» **Exercise goal**:
A complete answer lists every line of the entries below where the string "entry" appears.

(Extracted data entries)
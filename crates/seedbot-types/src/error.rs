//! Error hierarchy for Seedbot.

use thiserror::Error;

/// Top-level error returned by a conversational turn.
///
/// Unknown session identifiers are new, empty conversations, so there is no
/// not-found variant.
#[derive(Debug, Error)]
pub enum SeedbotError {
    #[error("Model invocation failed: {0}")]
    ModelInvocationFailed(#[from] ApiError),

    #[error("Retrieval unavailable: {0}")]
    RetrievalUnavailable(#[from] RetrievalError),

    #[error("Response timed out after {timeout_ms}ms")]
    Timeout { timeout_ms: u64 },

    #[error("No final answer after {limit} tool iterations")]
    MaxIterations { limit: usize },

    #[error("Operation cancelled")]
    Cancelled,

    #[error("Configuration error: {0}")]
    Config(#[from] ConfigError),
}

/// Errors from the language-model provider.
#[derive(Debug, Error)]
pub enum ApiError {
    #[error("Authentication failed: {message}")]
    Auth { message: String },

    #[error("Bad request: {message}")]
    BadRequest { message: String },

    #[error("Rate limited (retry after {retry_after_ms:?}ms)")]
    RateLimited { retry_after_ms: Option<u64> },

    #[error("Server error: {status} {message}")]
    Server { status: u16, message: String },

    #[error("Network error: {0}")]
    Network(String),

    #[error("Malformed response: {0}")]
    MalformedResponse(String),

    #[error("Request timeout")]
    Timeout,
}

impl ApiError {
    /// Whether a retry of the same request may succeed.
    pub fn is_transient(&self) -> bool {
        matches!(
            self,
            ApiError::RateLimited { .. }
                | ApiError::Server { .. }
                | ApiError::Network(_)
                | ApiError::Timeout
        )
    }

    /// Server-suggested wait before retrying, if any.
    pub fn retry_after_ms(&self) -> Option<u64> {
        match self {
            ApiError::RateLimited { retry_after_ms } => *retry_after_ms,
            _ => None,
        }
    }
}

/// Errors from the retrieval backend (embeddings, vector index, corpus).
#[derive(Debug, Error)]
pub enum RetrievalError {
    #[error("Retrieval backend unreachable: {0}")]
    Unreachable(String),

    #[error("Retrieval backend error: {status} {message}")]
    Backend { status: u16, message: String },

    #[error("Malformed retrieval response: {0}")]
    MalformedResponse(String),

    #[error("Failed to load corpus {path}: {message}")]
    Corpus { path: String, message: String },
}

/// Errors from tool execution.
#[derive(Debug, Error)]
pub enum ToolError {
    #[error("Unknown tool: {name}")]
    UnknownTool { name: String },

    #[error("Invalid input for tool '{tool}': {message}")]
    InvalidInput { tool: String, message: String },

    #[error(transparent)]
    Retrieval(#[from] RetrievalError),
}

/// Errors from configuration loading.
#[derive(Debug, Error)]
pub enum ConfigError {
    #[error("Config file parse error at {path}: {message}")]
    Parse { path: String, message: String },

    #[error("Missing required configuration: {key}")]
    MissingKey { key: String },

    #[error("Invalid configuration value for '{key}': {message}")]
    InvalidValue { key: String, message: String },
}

==

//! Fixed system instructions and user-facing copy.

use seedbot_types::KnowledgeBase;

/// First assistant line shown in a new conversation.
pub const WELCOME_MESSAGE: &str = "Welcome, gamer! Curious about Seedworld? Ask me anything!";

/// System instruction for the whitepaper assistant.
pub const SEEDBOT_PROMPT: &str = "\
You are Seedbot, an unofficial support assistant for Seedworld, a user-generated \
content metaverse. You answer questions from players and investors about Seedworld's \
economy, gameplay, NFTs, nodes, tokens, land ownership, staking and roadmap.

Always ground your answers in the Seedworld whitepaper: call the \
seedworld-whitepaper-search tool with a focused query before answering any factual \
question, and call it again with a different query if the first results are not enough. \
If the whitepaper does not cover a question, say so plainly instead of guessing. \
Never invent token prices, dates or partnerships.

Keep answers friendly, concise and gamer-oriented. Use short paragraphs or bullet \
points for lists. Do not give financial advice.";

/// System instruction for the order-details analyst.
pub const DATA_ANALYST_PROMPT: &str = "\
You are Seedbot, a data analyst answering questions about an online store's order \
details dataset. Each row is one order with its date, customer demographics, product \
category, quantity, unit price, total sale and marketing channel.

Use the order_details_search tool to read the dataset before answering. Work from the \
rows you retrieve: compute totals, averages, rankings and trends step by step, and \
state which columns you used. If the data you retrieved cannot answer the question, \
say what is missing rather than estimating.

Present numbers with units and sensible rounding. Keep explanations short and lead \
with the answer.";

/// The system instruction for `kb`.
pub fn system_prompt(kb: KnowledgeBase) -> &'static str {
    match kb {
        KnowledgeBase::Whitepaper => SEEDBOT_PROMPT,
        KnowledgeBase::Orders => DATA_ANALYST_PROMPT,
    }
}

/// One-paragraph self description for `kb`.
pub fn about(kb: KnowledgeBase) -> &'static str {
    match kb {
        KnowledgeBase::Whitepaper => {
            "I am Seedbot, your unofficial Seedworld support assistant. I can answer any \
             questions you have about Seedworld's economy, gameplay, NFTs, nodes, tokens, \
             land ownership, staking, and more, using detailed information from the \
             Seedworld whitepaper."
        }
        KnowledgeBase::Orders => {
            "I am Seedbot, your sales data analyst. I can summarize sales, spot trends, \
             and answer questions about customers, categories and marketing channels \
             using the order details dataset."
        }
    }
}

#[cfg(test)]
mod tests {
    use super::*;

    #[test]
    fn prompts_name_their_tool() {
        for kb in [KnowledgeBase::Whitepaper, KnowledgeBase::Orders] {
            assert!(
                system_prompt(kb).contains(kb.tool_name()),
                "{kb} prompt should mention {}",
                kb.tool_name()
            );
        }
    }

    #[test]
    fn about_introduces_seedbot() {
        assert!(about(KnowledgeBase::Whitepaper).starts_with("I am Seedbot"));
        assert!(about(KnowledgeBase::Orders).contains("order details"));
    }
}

* * *

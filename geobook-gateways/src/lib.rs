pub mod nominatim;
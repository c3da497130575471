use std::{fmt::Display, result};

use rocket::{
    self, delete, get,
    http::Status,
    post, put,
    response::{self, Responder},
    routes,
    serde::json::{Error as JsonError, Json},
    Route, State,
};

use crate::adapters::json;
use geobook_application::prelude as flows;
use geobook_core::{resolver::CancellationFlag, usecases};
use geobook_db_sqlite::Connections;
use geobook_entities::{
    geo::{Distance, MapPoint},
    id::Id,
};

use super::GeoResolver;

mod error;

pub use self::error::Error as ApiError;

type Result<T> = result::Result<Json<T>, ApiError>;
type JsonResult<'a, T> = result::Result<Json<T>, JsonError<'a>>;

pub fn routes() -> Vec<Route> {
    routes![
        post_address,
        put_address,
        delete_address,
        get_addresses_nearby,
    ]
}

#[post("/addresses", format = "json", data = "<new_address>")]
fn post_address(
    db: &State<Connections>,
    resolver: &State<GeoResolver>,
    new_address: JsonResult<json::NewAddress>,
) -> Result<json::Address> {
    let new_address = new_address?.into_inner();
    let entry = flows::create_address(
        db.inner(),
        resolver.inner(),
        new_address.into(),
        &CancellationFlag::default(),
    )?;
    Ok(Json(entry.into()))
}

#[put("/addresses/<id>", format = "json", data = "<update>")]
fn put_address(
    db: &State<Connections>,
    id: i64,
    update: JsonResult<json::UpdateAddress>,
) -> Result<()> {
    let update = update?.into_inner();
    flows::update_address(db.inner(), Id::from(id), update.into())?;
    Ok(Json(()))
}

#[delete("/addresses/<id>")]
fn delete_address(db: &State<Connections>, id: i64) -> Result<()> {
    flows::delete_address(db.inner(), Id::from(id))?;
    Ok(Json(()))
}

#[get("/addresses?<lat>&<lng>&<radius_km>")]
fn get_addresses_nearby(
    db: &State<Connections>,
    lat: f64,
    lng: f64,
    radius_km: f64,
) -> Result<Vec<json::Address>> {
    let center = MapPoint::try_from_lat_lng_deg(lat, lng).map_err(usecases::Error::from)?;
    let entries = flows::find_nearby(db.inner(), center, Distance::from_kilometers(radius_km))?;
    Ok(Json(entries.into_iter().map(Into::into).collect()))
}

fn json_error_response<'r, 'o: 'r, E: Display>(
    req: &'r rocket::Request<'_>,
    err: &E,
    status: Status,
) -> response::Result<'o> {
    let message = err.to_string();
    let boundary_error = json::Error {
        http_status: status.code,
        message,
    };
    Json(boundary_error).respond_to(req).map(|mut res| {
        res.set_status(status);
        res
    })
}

» **Answer to this problem**:
    let entry = flows::create_address(
    Ok(Json(entry.into()))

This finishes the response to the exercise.